**/****
starring Alec Baldwin, Emilio Estevez, Jena Malone, Taylor Schilling
written and directed by Emilio Estevez
by Alice Stoehr "They're on the wrong side of the law for all the right reasons," runs the tagline for Wisdom (1986), Emilio Estevez's directorial debut. The star of Repo Man and The Breakfast Club was in his mid-twenties when he cast himself opposite then-fiancée Demi Moore, the two of them playing Robin Hood figures on a crime spree. In the decades since, he's had a patchy career as a filmmaker, garnering few awards and little acclaim for one passion project after another. Reviewing the period drama Bobby in 2006, critic A.O. Scott wrote that Estevez "sets himself a large and honorable task. It is important to appreciate this in spite of his movie's evident shortcomings." The same applies to The Public, in which Estevez stars as Stuart Goodson, a Cincinnati librarian fretting over the ethics of his job. One winter night, his branch's homeless clientele stages a sit-in over the city's lack of shelters, and as the police and press get involved, the library becomes a political battleground.

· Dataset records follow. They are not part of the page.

// Settings migration
// Renames keys written by the earlier web build of the timer

use serde_json::{Map, Value};

/// Legacy top-level keys and their current names
const RENAMED_KEYS: [(&str, &str); 2] = [("times", "repeatCountPerStep"), ("repeatEnabled", "loopEnabled")];

/// Legacy phase names inside the timing map
const RENAMED_PHASES: [(&str, &str); 2] = [("in", "inhale"), ("out", "exhale")];

/// Keys that were persisted but are no longer settings
const DROPPED_KEYS: [&str; 2] = ["audioLoaded", "audioLoadError"];

/// Migration result
#[derive(Debug, Clone)]
pub struct MigrationResult {
    /// Migrated settings object
    pub settings: Map<String, Value>,
    /// Whether any key was rewritten
    pub migrated: bool,
    /// One message per rewritten key
    pub messages: Vec<String>,
}

/// Settings format migrator
pub struct SettingsMigrator;

impl SettingsMigrator {
    /// Bring a stored settings object up to the current key names
    ///
    /// Current keys win over legacy ones when both are present.
    pub fn migrate_to_current(mut settings: Map<String, Value>) -> MigrationResult {
        let mut messages = Vec::new();

        for (old, new) in RENAMED_KEYS {
            if let Some(value) = settings.remove(old) {
                if settings.contains_key(new) {
                    messages.push(format!("Dropped legacy key '{}' ('{}' present)", old, new));
                } else {
                    settings.insert(new.to_string(), value);
                    messages.push(format!("Renamed '{}' to '{}'", old, new));
                }
            }
        }

        for key in DROPPED_KEYS {
            if settings.remove(key).is_some() {
                messages.push(format!("Dropped runtime key '{}'", key));
            }
        }

        if let Some(Value::Object(timing)) = settings.get_mut("timing") {
            for (old, new) in RENAMED_PHASES {
                if let Some(value) = timing.remove(old) {
                    if !timing.contains_key(new) {
                        timing.insert(new.to_string(), value);
                        messages.push(format!("Renamed timing '{}' to '{}'", old, new));
                    }
                }
            }
        }

        MigrationResult {
            migrated: !messages.is_empty(),
            settings,
            messages,
        }
    }
}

Estevez's ambitions are transparent: This is a Capraesque fable for our troubled times, with Stuart as its Mr. Smith or Longfellow Deeds. Most of the film takes place over a matter of hours in a single location, and each figure in the stand-off symbolizes a different ideological perspective. Some sample dialogue: "The public library is the last bastion of true democracy that we have in this country." Lest the viewer get confused.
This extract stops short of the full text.